Extracted data entries:
───

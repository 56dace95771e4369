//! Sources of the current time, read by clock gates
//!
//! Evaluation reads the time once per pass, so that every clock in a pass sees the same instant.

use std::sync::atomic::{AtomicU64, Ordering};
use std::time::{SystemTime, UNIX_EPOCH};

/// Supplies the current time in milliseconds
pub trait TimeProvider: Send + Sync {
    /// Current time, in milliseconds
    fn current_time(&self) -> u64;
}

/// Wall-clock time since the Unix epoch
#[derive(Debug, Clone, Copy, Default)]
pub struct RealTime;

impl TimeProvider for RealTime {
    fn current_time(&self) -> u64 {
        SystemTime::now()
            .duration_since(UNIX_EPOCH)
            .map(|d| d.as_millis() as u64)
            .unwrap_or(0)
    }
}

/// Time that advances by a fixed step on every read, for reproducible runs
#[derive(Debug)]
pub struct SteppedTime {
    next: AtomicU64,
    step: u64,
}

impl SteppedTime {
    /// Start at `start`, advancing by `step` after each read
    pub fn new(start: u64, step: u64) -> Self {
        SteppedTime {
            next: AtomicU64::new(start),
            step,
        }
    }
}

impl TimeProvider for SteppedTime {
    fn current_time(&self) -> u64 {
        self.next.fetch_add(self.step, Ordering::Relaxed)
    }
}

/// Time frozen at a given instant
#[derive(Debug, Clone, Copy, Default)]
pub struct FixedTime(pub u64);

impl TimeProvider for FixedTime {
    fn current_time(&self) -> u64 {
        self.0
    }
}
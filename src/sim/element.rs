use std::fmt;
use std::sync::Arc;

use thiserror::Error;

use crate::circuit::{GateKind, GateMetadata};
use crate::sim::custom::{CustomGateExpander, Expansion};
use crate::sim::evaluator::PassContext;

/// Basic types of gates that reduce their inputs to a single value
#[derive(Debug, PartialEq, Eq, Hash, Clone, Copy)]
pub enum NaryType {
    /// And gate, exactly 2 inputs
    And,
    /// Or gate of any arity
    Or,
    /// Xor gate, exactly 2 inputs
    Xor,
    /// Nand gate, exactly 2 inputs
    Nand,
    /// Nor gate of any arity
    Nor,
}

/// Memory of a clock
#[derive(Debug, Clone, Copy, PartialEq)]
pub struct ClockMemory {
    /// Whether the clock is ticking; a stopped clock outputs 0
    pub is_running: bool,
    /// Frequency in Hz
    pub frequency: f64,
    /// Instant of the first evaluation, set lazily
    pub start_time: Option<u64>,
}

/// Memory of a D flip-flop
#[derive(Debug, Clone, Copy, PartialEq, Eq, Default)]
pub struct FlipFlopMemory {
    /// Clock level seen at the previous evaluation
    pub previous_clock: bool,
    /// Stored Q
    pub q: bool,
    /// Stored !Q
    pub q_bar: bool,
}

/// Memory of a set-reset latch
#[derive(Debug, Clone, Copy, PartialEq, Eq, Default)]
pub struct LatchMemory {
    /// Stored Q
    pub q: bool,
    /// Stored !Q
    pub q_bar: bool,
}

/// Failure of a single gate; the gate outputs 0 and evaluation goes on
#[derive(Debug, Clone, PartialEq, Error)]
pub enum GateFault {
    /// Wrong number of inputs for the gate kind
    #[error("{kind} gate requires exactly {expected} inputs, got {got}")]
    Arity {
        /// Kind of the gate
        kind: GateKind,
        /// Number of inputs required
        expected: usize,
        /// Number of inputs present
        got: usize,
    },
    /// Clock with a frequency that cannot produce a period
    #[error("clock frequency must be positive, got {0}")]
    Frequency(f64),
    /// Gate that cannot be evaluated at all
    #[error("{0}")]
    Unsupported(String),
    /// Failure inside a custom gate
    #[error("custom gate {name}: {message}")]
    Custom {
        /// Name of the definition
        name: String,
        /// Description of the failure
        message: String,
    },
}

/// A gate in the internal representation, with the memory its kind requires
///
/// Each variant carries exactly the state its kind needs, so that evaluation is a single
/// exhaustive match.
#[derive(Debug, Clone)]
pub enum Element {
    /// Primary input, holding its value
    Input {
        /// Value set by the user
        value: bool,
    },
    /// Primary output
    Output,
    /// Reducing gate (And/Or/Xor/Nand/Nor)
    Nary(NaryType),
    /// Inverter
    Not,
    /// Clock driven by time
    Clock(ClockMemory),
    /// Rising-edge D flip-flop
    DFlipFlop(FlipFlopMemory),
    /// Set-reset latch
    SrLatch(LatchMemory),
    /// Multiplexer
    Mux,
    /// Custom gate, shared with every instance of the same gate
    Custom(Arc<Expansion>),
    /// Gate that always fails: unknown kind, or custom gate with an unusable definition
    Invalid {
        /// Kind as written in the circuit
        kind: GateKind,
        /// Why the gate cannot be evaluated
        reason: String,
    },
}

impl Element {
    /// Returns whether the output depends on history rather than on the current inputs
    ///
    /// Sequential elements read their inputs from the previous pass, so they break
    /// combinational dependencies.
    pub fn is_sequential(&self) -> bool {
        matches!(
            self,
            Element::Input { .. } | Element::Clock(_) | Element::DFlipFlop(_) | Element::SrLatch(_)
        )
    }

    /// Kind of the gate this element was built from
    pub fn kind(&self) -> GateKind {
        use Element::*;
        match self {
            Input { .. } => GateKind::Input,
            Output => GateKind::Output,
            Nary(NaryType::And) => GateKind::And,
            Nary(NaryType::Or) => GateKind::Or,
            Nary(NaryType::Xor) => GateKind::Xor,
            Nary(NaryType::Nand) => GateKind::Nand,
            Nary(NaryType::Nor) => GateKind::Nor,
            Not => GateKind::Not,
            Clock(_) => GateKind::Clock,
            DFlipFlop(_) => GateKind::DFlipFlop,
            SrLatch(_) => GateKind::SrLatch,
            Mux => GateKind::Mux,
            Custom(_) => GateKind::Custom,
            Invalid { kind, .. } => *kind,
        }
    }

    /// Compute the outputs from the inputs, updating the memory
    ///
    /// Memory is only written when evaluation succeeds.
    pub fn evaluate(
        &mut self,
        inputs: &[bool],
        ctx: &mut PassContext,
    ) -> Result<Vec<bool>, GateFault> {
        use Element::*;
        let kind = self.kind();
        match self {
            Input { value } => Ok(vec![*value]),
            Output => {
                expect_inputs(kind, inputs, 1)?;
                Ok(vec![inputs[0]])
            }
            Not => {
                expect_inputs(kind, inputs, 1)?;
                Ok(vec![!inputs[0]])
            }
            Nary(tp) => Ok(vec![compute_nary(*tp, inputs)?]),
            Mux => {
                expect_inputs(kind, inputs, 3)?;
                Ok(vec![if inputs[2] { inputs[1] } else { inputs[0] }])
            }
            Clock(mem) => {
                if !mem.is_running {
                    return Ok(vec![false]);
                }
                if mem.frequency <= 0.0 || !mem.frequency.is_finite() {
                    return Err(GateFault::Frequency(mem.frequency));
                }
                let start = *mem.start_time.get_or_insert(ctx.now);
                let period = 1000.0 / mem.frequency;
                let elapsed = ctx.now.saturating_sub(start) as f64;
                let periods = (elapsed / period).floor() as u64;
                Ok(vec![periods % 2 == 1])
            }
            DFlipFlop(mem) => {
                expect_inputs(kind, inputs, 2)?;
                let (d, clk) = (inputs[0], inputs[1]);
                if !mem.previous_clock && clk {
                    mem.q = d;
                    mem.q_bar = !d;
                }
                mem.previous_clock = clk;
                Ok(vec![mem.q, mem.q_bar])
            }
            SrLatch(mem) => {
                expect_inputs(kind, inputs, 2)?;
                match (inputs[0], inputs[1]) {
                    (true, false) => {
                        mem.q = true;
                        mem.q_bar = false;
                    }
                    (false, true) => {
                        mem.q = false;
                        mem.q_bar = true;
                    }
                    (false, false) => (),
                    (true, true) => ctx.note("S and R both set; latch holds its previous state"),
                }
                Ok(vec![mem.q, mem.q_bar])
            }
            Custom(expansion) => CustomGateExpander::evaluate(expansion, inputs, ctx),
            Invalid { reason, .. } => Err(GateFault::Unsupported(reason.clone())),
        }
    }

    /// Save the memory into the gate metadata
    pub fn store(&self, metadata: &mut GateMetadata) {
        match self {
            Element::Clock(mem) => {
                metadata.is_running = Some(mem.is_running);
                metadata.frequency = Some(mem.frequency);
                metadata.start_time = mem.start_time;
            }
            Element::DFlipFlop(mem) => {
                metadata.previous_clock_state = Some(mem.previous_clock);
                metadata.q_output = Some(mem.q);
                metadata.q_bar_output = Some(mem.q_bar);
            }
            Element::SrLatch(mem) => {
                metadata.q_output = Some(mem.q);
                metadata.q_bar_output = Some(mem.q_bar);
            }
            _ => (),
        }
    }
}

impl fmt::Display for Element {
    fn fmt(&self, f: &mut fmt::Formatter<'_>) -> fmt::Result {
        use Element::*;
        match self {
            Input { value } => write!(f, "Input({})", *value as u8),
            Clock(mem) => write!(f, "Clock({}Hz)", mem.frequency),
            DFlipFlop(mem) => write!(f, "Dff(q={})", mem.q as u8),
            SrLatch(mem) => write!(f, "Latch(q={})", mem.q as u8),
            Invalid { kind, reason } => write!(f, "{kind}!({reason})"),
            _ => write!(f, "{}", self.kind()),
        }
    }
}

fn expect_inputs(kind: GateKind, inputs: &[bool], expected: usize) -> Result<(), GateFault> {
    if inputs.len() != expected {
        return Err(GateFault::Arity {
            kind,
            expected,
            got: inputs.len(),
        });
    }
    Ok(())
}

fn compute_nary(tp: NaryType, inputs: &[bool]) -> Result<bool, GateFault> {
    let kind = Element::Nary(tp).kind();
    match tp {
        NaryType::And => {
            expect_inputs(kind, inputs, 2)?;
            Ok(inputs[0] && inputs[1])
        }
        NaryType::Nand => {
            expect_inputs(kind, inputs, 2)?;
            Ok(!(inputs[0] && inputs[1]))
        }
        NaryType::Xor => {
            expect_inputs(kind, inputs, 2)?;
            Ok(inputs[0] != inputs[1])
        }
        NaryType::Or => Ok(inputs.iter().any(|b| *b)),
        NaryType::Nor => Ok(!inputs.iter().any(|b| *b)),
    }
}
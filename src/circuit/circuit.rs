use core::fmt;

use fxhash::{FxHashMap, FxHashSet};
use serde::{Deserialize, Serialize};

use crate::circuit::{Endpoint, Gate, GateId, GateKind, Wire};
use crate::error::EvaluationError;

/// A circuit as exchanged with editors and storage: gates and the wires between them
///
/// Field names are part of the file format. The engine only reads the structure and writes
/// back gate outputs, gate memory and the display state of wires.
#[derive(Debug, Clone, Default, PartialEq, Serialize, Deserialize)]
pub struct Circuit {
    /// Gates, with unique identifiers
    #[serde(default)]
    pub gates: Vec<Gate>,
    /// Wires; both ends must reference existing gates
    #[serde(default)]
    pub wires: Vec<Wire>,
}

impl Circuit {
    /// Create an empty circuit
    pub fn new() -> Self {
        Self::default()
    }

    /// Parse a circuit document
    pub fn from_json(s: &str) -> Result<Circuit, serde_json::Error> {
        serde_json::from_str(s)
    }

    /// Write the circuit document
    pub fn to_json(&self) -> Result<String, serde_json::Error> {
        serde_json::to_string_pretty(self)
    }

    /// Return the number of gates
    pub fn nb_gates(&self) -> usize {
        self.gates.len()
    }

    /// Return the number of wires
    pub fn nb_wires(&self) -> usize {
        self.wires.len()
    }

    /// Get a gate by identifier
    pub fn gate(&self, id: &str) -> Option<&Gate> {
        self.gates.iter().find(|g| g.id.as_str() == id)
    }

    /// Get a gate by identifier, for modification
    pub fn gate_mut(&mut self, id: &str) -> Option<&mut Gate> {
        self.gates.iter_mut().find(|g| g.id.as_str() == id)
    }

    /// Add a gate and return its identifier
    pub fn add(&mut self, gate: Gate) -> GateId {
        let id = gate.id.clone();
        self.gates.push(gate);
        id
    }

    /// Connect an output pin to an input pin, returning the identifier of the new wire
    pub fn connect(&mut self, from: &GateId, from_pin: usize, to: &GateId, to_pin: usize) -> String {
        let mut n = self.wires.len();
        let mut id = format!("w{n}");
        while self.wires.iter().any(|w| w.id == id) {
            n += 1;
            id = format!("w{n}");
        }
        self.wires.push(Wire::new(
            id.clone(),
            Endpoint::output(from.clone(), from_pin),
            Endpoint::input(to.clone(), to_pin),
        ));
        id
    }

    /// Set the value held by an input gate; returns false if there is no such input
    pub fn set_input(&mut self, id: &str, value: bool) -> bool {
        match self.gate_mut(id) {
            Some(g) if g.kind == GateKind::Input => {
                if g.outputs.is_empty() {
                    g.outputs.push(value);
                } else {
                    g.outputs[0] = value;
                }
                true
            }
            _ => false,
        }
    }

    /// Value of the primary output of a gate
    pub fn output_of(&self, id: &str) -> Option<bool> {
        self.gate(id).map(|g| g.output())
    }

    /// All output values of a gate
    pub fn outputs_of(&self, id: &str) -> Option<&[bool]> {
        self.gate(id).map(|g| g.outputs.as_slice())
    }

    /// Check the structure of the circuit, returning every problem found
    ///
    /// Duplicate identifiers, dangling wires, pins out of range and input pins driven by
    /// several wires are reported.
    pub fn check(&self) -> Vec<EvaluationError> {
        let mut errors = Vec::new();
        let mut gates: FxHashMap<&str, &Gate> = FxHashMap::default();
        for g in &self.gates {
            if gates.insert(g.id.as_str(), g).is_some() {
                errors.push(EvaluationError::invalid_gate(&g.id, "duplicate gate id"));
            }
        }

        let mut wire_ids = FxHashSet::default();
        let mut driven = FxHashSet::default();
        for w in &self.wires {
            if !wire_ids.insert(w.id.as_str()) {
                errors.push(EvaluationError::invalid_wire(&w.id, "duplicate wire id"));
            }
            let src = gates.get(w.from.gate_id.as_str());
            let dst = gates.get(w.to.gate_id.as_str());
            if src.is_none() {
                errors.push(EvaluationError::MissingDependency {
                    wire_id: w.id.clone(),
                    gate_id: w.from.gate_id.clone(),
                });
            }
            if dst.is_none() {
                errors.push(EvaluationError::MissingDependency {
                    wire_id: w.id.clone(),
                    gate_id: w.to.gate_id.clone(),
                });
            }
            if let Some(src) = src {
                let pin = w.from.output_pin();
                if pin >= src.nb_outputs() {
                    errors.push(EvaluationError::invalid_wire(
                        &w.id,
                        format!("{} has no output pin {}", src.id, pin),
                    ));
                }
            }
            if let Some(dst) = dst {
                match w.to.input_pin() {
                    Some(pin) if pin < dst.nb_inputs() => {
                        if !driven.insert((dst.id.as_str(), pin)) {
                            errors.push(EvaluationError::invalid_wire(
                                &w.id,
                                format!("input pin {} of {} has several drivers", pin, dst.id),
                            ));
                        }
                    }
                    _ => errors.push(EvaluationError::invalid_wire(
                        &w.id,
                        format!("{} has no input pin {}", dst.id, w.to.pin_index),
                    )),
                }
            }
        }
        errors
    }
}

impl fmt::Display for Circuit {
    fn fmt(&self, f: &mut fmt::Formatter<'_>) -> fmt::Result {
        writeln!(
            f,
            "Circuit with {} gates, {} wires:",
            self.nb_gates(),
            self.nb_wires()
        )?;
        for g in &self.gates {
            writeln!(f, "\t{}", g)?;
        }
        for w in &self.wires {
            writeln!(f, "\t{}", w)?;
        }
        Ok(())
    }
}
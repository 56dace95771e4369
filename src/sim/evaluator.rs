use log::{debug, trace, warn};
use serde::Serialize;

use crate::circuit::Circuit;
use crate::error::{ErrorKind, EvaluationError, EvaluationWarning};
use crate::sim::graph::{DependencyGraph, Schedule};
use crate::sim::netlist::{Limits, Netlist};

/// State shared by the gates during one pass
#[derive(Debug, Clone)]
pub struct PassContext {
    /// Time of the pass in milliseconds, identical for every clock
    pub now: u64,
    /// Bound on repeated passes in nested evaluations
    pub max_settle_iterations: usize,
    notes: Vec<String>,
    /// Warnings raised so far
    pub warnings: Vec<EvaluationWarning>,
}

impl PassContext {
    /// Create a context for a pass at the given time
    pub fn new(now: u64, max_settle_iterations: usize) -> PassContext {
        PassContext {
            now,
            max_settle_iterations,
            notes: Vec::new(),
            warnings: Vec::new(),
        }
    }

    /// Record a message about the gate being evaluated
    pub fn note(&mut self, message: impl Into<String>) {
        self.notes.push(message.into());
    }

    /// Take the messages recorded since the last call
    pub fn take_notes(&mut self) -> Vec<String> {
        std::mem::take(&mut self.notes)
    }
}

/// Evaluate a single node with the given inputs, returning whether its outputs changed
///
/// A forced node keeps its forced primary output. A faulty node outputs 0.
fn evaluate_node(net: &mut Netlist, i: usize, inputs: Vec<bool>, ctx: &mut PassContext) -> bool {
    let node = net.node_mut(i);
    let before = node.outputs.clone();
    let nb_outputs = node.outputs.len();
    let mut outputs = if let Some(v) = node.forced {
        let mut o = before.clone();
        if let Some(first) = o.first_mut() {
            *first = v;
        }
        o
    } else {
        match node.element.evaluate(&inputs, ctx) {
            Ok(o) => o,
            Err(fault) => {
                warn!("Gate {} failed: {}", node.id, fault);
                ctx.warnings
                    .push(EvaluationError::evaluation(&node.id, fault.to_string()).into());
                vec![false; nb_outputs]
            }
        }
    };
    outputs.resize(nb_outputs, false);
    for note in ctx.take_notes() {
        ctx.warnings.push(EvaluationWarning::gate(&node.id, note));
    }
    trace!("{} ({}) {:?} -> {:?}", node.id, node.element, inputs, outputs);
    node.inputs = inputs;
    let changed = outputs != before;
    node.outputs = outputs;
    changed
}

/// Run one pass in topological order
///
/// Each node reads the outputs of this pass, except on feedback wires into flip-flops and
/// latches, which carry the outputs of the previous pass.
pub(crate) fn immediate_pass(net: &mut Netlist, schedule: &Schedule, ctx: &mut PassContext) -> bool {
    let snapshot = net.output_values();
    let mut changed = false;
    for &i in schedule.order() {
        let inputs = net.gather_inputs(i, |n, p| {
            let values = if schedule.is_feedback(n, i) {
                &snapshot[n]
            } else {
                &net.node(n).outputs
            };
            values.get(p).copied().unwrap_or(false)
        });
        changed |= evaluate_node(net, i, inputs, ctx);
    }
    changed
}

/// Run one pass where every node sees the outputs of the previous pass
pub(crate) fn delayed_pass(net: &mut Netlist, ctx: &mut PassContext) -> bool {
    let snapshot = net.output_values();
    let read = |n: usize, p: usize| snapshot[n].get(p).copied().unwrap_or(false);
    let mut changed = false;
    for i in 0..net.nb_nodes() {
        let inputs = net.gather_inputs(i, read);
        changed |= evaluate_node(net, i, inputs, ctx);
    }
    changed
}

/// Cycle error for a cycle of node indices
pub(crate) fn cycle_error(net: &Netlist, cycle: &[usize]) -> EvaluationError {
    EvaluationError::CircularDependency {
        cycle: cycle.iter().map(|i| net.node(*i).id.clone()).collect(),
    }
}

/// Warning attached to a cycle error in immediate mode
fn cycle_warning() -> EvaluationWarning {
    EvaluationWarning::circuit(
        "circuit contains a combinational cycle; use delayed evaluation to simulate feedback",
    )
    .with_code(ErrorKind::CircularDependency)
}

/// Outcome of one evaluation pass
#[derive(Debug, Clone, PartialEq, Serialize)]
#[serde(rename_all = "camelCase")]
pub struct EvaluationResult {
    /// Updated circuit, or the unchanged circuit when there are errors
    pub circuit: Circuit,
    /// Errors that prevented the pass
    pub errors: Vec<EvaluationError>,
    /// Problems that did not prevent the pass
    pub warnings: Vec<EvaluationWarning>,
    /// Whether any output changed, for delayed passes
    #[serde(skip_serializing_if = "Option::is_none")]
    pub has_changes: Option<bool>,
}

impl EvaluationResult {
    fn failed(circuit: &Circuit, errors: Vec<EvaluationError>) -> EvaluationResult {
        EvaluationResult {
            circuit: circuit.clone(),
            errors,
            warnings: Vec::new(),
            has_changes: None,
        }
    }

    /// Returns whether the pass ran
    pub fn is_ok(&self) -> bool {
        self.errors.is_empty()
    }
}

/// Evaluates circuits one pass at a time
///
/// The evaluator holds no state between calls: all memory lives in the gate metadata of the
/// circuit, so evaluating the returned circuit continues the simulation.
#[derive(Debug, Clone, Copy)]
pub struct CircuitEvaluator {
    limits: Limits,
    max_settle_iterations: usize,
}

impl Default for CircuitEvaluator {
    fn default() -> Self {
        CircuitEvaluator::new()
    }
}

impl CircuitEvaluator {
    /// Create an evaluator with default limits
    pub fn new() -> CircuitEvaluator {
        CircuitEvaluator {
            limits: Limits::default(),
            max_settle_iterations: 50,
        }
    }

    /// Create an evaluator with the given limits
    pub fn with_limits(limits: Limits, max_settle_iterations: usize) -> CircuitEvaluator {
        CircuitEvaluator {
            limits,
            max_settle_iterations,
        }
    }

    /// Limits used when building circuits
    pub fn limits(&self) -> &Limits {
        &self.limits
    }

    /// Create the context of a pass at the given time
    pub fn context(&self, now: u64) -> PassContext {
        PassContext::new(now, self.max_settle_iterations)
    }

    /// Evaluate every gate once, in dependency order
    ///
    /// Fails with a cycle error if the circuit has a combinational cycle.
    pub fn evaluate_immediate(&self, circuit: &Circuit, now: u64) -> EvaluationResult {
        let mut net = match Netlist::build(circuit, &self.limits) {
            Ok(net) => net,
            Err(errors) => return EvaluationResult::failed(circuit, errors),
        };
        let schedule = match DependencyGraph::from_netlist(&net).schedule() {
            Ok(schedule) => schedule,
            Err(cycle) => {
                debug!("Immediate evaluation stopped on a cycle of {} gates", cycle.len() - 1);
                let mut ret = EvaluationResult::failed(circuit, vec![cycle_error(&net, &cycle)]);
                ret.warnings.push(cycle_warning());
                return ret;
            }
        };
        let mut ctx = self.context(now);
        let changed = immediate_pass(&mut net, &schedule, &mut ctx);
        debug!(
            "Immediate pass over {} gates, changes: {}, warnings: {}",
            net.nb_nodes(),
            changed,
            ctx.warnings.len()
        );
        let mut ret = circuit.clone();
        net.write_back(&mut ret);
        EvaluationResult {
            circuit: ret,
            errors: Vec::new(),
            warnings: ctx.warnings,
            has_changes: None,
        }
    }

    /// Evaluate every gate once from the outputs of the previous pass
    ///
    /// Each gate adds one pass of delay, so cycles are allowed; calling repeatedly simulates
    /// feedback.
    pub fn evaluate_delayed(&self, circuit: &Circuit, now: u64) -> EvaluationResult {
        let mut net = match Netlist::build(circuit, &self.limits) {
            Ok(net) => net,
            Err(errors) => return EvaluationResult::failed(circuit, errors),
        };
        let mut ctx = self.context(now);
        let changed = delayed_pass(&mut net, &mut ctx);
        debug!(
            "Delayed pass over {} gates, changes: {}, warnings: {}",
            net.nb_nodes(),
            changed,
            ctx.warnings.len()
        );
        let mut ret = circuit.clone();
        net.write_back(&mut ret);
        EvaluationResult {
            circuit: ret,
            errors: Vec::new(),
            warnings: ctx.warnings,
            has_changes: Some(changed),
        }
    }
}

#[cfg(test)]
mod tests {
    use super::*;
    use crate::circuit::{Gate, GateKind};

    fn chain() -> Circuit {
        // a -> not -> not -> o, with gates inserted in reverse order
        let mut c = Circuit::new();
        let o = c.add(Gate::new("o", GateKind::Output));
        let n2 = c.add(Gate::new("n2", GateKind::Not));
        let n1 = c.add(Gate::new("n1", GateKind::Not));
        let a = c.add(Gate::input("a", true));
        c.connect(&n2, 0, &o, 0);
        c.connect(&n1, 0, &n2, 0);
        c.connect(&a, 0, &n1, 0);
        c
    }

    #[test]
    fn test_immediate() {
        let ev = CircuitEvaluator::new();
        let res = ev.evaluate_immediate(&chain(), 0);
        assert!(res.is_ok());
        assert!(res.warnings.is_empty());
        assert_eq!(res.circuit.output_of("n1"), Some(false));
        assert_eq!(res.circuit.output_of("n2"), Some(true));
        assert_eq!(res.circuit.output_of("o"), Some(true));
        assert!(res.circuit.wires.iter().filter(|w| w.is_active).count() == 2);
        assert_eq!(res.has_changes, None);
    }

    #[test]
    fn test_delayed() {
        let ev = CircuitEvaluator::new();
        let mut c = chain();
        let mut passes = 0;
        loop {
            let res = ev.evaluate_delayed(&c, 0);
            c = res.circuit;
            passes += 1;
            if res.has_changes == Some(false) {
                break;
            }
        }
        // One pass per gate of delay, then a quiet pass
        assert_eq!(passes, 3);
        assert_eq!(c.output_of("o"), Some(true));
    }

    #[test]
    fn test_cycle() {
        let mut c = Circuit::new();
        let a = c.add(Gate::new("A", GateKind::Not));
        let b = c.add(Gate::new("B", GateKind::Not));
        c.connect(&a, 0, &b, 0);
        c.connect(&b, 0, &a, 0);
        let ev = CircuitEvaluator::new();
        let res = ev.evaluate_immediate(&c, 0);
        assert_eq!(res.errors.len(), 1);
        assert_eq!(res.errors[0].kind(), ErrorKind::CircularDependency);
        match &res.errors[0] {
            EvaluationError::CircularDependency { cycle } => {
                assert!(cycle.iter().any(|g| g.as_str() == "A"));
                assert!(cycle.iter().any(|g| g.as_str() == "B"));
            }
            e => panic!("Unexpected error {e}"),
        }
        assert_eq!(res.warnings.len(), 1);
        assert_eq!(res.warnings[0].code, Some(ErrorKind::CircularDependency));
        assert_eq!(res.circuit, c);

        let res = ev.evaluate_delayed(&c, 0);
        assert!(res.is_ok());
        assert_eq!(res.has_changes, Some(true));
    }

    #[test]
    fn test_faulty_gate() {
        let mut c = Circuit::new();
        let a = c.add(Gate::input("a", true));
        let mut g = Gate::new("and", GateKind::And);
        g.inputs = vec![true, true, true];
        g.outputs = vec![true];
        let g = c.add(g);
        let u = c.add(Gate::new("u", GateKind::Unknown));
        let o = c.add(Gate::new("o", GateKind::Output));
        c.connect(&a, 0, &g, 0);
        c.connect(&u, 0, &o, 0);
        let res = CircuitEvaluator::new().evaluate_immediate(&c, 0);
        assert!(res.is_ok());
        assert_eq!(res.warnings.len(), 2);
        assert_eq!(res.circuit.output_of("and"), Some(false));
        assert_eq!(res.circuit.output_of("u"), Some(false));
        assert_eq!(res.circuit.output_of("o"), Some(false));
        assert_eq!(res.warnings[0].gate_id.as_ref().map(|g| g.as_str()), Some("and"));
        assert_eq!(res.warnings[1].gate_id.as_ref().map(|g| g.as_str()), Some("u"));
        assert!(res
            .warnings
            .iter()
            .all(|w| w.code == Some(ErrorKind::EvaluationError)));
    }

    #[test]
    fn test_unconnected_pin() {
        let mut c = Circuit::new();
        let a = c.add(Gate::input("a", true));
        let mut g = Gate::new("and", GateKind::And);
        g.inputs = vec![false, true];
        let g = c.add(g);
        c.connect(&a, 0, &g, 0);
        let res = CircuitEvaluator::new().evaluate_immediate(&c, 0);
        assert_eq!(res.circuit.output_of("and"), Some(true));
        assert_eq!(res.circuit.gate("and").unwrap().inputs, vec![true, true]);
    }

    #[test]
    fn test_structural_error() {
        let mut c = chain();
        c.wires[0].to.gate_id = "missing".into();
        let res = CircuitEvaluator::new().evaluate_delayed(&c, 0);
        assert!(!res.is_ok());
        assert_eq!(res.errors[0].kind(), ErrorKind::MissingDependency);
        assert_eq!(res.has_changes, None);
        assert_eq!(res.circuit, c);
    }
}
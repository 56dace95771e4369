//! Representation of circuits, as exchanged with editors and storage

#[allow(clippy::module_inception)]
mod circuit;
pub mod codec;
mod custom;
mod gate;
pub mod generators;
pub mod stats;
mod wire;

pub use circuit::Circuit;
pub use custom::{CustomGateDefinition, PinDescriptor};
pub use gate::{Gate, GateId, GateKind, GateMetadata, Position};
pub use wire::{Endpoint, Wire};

───

## Your assignment
Reply with the number of lines in the preceding entries that contain "RealTime", and no other words.

## Expected output
2